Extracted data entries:
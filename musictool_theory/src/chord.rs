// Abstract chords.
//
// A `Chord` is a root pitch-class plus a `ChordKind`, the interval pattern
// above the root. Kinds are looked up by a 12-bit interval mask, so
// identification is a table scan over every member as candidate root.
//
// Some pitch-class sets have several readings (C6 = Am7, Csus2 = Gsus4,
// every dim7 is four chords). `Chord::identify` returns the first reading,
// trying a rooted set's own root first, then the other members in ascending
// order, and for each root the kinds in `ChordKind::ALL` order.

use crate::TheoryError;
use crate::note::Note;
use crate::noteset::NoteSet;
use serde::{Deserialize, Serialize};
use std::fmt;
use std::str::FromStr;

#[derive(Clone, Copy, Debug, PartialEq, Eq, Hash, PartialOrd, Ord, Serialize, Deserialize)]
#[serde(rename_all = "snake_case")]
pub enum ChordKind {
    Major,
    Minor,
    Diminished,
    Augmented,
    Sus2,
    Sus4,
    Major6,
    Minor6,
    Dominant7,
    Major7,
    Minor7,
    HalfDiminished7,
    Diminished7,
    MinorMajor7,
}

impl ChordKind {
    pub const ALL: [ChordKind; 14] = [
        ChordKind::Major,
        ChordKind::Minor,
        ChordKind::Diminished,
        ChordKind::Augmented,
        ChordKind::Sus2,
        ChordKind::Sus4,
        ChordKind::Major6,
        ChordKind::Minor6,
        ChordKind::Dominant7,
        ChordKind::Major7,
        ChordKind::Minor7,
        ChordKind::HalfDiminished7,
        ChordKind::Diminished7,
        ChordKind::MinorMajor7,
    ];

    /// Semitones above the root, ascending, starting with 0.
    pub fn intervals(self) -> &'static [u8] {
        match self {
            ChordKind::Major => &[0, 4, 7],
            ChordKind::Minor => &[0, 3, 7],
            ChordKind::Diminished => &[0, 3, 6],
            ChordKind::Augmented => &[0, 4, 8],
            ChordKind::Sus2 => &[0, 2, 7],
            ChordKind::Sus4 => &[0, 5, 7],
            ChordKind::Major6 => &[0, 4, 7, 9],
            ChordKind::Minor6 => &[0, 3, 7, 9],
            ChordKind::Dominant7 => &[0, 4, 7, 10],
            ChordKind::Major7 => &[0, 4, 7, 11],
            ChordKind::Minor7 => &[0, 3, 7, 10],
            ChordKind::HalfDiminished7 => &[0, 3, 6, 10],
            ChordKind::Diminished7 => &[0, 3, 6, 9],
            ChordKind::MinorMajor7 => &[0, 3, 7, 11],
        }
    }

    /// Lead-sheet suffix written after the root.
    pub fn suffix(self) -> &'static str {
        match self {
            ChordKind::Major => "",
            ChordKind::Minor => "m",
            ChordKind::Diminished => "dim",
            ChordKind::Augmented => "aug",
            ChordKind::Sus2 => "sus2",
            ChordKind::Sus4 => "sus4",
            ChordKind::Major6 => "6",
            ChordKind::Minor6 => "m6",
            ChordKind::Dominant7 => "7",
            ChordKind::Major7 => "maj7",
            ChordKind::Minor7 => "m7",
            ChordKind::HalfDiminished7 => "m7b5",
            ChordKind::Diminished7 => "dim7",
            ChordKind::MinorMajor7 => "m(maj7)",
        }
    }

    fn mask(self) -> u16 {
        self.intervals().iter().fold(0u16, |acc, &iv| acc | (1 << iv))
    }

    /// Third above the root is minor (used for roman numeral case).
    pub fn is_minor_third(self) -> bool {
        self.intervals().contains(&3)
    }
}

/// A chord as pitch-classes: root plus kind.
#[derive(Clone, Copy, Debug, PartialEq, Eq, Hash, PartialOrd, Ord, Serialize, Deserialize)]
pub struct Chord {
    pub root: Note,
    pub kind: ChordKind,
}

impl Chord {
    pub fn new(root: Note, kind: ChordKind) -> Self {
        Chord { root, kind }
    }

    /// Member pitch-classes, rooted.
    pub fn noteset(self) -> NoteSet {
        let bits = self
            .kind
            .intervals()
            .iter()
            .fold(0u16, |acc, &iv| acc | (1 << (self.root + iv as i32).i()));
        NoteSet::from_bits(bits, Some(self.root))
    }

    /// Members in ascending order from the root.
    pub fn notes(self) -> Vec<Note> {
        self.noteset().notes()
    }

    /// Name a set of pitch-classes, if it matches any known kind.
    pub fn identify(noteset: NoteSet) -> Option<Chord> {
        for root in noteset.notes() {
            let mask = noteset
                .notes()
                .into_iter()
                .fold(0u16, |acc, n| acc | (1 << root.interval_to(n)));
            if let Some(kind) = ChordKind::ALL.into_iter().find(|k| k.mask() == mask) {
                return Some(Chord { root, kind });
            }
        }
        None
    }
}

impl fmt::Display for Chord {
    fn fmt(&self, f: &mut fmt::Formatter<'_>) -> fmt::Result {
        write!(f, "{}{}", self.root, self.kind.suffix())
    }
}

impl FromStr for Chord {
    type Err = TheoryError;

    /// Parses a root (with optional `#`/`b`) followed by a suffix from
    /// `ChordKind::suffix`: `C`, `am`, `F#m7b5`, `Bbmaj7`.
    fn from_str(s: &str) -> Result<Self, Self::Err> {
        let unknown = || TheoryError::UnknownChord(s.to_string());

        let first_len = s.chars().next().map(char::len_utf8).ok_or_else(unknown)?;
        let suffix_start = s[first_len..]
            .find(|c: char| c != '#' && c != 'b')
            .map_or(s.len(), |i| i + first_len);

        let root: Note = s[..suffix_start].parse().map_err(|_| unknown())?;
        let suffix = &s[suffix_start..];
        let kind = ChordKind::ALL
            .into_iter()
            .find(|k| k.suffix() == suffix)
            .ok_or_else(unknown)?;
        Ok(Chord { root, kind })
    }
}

--

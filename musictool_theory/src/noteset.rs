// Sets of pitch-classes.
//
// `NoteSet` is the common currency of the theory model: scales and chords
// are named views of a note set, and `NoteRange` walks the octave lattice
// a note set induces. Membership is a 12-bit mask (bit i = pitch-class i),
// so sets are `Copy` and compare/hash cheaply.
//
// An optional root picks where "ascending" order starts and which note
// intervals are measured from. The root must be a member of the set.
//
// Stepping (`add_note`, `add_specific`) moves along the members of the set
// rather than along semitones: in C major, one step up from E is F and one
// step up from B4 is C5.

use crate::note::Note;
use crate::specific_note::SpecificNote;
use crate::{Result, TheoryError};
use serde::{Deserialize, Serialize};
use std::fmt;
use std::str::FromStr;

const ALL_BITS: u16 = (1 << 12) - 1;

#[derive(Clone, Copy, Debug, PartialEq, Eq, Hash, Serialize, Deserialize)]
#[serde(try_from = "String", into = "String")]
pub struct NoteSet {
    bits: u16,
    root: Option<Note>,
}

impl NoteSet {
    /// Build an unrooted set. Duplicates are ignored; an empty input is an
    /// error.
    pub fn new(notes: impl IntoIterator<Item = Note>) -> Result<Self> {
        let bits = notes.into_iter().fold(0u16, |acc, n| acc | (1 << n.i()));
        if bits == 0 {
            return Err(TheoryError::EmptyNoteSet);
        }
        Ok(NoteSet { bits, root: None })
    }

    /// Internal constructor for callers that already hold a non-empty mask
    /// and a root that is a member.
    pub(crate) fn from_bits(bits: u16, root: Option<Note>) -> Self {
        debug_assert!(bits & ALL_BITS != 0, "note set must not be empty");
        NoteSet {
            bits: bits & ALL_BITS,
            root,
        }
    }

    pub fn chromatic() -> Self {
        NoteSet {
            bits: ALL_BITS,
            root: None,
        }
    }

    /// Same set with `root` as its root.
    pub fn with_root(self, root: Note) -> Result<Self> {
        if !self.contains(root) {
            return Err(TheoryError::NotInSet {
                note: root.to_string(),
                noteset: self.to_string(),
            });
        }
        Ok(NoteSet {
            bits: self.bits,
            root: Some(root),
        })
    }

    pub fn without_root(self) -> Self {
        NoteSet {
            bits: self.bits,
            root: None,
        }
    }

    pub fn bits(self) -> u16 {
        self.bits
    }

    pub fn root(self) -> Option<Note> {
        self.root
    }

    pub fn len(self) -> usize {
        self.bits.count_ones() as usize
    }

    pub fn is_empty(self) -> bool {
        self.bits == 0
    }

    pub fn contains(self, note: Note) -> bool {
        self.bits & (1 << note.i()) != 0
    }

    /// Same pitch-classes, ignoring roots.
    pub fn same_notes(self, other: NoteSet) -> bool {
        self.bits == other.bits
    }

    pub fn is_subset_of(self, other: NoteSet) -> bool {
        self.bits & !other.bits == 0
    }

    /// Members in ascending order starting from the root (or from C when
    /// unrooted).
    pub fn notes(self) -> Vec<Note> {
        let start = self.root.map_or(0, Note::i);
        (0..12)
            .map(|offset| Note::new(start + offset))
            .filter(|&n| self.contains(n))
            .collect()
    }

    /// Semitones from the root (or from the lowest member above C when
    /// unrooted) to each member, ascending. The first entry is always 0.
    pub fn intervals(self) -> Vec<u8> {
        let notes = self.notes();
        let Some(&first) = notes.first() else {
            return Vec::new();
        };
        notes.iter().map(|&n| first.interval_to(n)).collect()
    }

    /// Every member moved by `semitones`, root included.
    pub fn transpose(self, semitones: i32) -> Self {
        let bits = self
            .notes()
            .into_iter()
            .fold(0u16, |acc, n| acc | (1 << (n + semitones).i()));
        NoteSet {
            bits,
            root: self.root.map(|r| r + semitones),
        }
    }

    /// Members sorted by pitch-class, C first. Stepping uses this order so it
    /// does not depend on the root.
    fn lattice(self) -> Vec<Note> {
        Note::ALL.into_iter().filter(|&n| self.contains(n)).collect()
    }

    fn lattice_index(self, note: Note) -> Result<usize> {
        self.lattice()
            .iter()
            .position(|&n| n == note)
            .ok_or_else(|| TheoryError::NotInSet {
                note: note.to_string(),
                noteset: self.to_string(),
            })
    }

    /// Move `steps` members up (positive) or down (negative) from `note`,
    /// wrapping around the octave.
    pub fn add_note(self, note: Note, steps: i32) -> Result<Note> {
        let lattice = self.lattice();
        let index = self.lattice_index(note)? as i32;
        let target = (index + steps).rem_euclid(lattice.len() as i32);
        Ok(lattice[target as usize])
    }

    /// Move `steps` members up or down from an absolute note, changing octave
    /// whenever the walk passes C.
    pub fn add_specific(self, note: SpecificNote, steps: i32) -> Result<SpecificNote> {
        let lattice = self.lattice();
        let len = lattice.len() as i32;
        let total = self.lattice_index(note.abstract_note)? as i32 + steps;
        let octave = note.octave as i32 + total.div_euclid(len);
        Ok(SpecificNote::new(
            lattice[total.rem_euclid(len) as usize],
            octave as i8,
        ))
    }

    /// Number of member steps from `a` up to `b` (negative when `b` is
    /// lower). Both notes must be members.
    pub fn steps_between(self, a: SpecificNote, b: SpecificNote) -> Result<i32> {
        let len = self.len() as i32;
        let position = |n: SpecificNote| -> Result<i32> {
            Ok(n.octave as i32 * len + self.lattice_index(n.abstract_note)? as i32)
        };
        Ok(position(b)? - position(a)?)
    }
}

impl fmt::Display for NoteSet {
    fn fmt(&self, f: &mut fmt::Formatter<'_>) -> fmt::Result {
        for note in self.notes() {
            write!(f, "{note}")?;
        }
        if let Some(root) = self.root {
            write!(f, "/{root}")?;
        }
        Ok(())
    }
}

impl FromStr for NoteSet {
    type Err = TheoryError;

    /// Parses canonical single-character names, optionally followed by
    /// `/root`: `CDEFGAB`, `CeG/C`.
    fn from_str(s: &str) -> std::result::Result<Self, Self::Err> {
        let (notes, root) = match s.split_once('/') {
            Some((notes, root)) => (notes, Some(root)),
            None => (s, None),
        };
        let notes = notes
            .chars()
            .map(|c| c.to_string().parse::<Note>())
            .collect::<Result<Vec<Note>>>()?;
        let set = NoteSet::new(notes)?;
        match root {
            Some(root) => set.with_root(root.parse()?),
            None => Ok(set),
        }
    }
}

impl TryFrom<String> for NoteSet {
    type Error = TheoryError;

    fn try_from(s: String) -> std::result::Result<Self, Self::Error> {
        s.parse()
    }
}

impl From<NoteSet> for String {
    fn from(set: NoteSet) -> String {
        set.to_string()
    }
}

==

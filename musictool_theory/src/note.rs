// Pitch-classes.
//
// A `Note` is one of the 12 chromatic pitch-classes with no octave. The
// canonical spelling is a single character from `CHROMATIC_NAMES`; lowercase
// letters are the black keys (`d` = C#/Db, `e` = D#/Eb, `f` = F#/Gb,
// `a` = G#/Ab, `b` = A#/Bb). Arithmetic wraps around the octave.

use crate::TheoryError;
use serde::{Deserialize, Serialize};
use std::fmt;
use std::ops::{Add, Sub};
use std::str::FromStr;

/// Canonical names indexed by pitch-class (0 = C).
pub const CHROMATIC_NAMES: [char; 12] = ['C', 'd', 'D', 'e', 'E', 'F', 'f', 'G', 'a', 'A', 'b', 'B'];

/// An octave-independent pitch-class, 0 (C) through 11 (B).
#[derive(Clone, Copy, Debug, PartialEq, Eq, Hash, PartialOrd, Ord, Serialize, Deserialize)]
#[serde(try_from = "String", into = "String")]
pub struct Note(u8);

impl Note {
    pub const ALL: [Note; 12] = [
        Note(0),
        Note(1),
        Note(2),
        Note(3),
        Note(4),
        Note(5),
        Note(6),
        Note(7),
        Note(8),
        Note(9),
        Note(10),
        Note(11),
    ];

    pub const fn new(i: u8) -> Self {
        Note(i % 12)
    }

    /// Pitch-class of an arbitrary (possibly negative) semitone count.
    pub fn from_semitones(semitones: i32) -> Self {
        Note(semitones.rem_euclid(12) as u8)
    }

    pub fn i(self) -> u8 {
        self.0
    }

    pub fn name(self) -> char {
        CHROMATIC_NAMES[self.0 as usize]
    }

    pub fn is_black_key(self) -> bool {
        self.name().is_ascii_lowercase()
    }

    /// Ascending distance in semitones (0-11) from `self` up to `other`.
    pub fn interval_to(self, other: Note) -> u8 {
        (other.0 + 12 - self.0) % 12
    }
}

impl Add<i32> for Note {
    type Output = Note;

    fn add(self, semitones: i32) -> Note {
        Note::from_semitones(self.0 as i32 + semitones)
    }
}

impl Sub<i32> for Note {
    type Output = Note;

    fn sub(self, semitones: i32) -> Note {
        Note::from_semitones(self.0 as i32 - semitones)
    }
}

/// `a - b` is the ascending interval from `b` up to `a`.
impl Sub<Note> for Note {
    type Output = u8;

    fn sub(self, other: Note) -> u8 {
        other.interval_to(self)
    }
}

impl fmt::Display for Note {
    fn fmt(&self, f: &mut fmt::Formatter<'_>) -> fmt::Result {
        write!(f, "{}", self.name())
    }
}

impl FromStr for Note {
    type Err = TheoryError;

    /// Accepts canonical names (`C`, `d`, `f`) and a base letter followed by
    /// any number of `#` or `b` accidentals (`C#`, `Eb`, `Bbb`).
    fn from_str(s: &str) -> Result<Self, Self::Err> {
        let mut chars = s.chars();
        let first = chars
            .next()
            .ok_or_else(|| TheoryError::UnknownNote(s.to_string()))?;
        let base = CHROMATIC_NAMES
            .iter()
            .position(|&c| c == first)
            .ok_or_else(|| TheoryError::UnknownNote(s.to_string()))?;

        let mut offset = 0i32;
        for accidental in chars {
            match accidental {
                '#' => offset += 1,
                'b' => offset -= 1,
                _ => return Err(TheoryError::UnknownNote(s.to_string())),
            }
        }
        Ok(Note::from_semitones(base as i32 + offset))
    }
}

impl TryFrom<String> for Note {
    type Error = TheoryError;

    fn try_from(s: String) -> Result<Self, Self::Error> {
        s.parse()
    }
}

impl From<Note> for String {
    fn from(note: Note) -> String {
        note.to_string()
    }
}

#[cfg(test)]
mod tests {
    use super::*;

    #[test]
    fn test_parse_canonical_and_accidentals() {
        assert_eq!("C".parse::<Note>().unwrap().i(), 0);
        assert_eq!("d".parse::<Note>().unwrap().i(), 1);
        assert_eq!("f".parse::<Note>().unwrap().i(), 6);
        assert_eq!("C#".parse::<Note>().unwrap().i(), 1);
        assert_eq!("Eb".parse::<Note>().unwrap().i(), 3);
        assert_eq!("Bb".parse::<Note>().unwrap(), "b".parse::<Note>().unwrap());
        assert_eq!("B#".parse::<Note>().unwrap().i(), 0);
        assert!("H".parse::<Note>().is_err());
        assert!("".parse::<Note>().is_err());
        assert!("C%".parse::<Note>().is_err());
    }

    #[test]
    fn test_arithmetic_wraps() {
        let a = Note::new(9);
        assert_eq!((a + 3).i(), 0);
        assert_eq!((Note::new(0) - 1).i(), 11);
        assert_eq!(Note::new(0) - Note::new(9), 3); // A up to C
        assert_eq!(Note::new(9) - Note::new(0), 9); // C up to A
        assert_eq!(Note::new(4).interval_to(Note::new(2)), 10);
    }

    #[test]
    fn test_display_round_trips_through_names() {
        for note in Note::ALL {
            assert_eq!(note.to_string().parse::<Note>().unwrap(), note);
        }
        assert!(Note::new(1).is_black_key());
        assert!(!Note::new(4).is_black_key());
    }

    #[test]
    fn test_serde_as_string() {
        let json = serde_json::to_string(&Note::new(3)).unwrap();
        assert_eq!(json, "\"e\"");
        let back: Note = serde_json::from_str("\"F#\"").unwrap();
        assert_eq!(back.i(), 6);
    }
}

**Problem details:** Only lines with the word "starting" are wanted, so copy each one from the records.

**Answer to the problem:**
    /// Semitones above the root, ascending, starting with 0.
    /// Members in ascending order starting from the root (or from C when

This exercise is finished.